(Collected data)
━━━━━━
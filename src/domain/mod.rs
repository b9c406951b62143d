//! Domain layer for the loop governance engine.
//!
//! Core record types and the port contracts they depend on.

pub mod models;
pub mod ports;

pub use ports::GovernanceError;
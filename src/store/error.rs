use thiserror::Error;

#[derive(Debug, Error)]
pub enum StoreError {
    #[error("Fjall error: {0}")]
    Fjall(#[from] fjall::Error),

    #[error("Serialization error: {0}")]
    Serialization(#[from] serde_json::Error),

    #[error("I/O error: {0}")]
    Io(#[from] std::io::Error),
}

pub type Result<T> = std::result::Result<T, StoreError>;
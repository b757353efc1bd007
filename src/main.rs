mod cli;

use clap::Parser;
use cli::{Cli, Commands};
use tunedl::config::Config;

#[tokio::main]
async fn main() -> Result<(), Box<dyn std::error::Error + Send + Sync>> {
    tracing_subscriber::fmt::init();

    let cli = Cli::parse();

    match cli.command {
        Commands::Server(args) => {
            let config = match args.config {
                Some(path) => Config::load_from_path(path)?,
                None => Config::load()?,
            };
            tunedl::api::run(config).await?;
        }
    }

    Ok(())
}
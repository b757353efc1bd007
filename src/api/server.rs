use std::sync::Arc;

use axum::{
    Router,
    routing::{get, patch, post},
};
use tokio::net::TcpListener;
use tower_http::trace::TraceLayer;
use tracing::info;

use super::services::{
    cancel_task, delete_task, get_task, health, list_tasks, reset_tasks, restart_task,
    submit_task, update_language,
};
use super::settings::{
    cookies_content, cookies_status, downloader_config_content, downloader_config_status,
    update_cookies, update_downloader_config,
};
use super::state::AppState;
use crate::config::Config;
use crate::queue::{QueueService, Scheduler};
use crate::store::TaskStore;
use crate::worker::GamdlRunner;

type AnyError = Box<dyn std::error::Error + Send + Sync + 'static>;

/// Build the full application router. Separated from [`run`] so tests can
/// drive it with `tower::ServiceExt::oneshot`.
pub fn router(state: AppState) -> Router {
    Router::new()
        .route("/api/tasks", get(list_tasks).post(submit_task))
        .route("/api/tasks/reset", post(reset_tasks))
        .route("/api/tasks/{id}", get(get_task).delete(delete_task))
        .route("/api/tasks/{id}/cancel", post(cancel_task))
        .route("/api/tasks/{id}/restart", post(restart_task))
        .route("/api/tasks/{id}/language", patch(update_language))
        .route(
            "/api/settings/cookies",
            get(cookies_status).put(update_cookies),
        )
        .route("/api/settings/cookies/content", get(cookies_content))
        .route(
            "/api/settings/config",
            get(downloader_config_status).put(update_downloader_config),
        )
        .route("/api/settings/config/content", get(downloader_config_content))
        .route("/health", get(health))
        .with_state(state)
        .layer(TraceLayer::new_for_http())
}

/// Wire everything together and serve until shutdown: open the store, run
/// the crash-recovery sweep, arm the scheduler for any backlog, then bind.
pub async fn run(config: Config) -> Result<(), AnyError> {
    ensure_directories(&config)?;
    if seed_downloader_config(&config)? {
        info!(path = %config.downloader.config_path.display(), "Seeded empty downloader config");
    }

    info!(path = %config.store.path.display(), "Opening task store");
    let store = Arc::new(TaskStore::open(&config.store.path)?);

    let runner = Arc::new(GamdlRunner::new(config.downloader.clone()));
    let scheduler = Scheduler::new(store.clone(), runner);

    // Recovery must complete before the first notify, or an orphaned running
    // row could block the queue forever.
    let recovered = scheduler.recover_interrupted()?;
    info!(recovered, "Startup recovery sweep finished");

    let service = Arc::new(QueueService::new(
        store.clone(),
        scheduler.clone(),
        config.downloader.languages.clone(),
    ));

    // Drain any backlog persisted by a previous run.
    scheduler.notify();

    let address = config.server.bind_addr;
    let state = AppState::new(config, service);
    let app = router(state);

    let listener = TcpListener::bind(address).await?;
    info!(%address, "tunedl API listening");

    axum::serve(listener, app.into_make_service())
        .with_graceful_shutdown(shutdown_signal())
        .await?;

    info!("Server stopped, syncing task store");
    store.persist()?;

    Ok(())
}

fn ensure_directories(config: &Config) -> std::io::Result<()> {
    std::fs::create_dir_all(&config.downloader.output_dir)?;
    std::fs::create_dir_all(&config.downloader.temp_dir)?;
    if let Some(parent) = config.downloader.cookies_path.parent() {
        std::fs::create_dir_all(parent)?;
    }
    Ok(())
}

/// Seed an empty downloader config file on first boot so the settings
/// endpoints have something to edit. An existing file is left untouched.
fn seed_downloader_config(config: &Config) -> std::io::Result<bool> {
    let path = &config.downloader.config_path;
    if path.exists() {
        return Ok(false);
    }
    if let Some(parent) = path.parent() {
        std::fs::create_dir_all(parent)?;
    }
    std::fs::write(path, "")?;
    Ok(true)
}

async fn shutdown_signal() {
    let ctrl_c = async {
        tokio::signal::ctrl_c()
            .await
            .expect("failed to install Ctrl+C handler");
    };

    #[cfg(unix)]
    let terminate = async {
        use tokio::signal::unix::{SignalKind, signal};
        let mut sigterm =
            signal(SignalKind::terminate()).expect("failed to install signal handler");
        sigterm.recv().await;
    };

    #[cfg(not(unix))]
    let terminate = std::future::pending::<()>();

    tokio::select! {
        _ = ctrl_c => {},
        _ = terminate => {},
    }

    info!("Shutdown signal received");
}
━━━━━━
Every line of the data above should be output exactly as written.

Task result:
filename src/domain/mod.rs
repository b9c406951b62143d
//! Domain layer for the loop governance engine.
//!
//! Core record types and the port contracts they depend on.

pub mod models;
pub mod ports;

pub use ports::GovernanceError;
filename src/store/error.rs
use thiserror::Error;

#[derive(Debug, Error)]
pub enum StoreError {
    #[error("Fjall error: {0}")]
    Fjall(#[from] fjall::Error),

    #[error("Serialization error: {0}")]
    Serialization(#[from] serde_json::Error),

    #[error("I/O error: {0}")]
    Io(#[from] std::io::Error),
}

pub type Result<T> = std::result::Result<T, StoreError>;
repository b757353efc1bd007
filename src/main.rs
mod cli;

use clap::Parser;
use cli::{Cli, Commands};
use tunedl::config::Config;

#[tokio::main]
async fn main() -> Result<(), Box<dyn std::error::Error + Send + Sync>> {
    tracing_subscriber::fmt::init();

    let cli = Cli::parse();

    match cli.command {
        Commands::Server(args) => {
            let config = match args.config {
                Some(path) => Config::load_from_path(path)?,
                None => Config::load()?,
            };
            tunedl::api::run(config).await?;
        }
    }

    Ok(())
}
repository b757353efc1bd007
filename src/api/server.rs
use std::sync::Arc;

use axum::{
    Router,
    routing::{get, patch, post},
};
use tokio::net::TcpListener;
use tower_http::trace::TraceLayer;
use tracing::info;

use super::services::{
    cancel_task, delete_task, get_task, health, list_tasks, reset_tasks, restart_task,
    submit_task, update_language,
};
use super::settings::{
    cookies_content, cookies_status, downloader_config_content, downloader_config_status,
    update_cookies, update_downloader_config,
};
use super::state::AppState;
use crate::config::Config;
use crate::queue::{QueueService, Scheduler};
use crate::store::TaskStore;
use crate::worker::GamdlRunner;

type AnyError = Box<dyn std::error::Error + Send + Sync + 'static>;

/// Build the full application router. Separated from [`run`] so tests can
/// drive it with `tower::ServiceExt::oneshot`.
pub fn router(state: AppState) -> Router {
    Router::new()
        .route("/api/tasks", get(list_tasks).post(submit_task))
        .route("/api/tasks/reset", post(reset_tasks))
        .route("/api/tasks/{id}", get(get_task).delete(delete_task))
        .route("/api/tasks/{id}/cancel", post(cancel_task))
        .route("/api/tasks/{id}/restart", post(restart_task))
        .route("/api/tasks/{id}/language", patch(update_language))
        .route(
            "/api/settings/cookies",
            get(cookies_status).put(update_cookies),
        )
        .route("/api/settings/cookies/content", get(cookies_content))
        .route(
            "/api/settings/config",
            get(downloader_config_status).put(update_downloader_config),
        )
        .route("/api/settings/config/content", get(downloader_config_content))
        .route("/health", get(health))
        .with_state(state)
        .layer(TraceLayer::new_for_http())
}

/// Wire everything together and serve until shutdown: open the store, run
/// the crash-recovery sweep, arm the scheduler for any backlog, then bind.
pub async fn run(config: Config) -> Result<(), AnyError> {
    ensure_directories(&config)?;
    if seed_downloader_config(&config)? {
        info!(path = %config.downloader.config_path.display(), "Seeded empty downloader config");
    }

    info!(path = %config.store.path.display(), "Opening task store");
    let store = Arc::new(TaskStore::open(&config.store.path)?);

    let runner = Arc::new(GamdlRunner::new(config.downloader.clone()));
    let scheduler = Scheduler::new(store.clone(), runner);

    // Recovery must complete before the first notify, or an orphaned running
    // row could block the queue forever.
    let recovered = scheduler.recover_interrupted()?;
    info!(recovered, "Startup recovery sweep finished");

    let service = Arc::new(QueueService::new(
        store.clone(),
        scheduler.clone(),
        config.downloader.languages.clone(),
    ));

    // Drain any backlog persisted by a previous run.
    scheduler.notify();

    let address = config.server.bind_addr;
    let state = AppState::new(config, service);
    let app = router(state);

    let listener = TcpListener::bind(address).await?;
    info!(%address, "tunedl API listening");

    axum::serve(listener, app.into_make_service())
        .with_graceful_shutdown(shutdown_signal())
        .await?;

    info!("Server stopped, syncing task store");
    store.persist()?;

    Ok(())
}

fn ensure_directories(config: &Config) -> std::io::Result<()> {
    std::fs::create_dir_all(&config.downloader.output_dir)?;
    std::fs::create_dir_all(&config.downloader.temp_dir)?;
    if let Some(parent) = config.downloader.cookies_path.parent() {
        std::fs::create_dir_all(parent)?;
    }
    Ok(())
}

/// Seed an empty downloader config file on first boot so the settings
/// endpoints have something to edit. An existing file is left untouched.
fn seed_downloader_config(config: &Config) -> std::io::Result<bool> {
    let path = &config.downloader.config_path;
    if path.exists() {
        return Ok(false);
    }
    if let Some(parent) = path.parent() {
        std::fs::create_dir_all(parent)?;
    }
    std::fs::write(path, "")?;
    Ok(true)
}

async fn shutdown_signal() {
    let ctrl_c = async {
        tokio::signal::ctrl_c()
            .await
            .expect("failed to install Ctrl+C handler");
    };

    #[cfg(unix)]
    let terminate = async {
        use tokio::signal::unix::{SignalKind, signal};
        let mut sigterm =
            signal(SignalKind::terminate()).expect("failed to install signal handler");
        sigterm.recv().await;
    };

    #[cfg(not(unix))]
    let terminate = std::future::pending::<()>();

    tokio::select! {
        _ = ctrl_c => {},
        _ = terminate => {},
    }

    info!("Shutdown signal received");
}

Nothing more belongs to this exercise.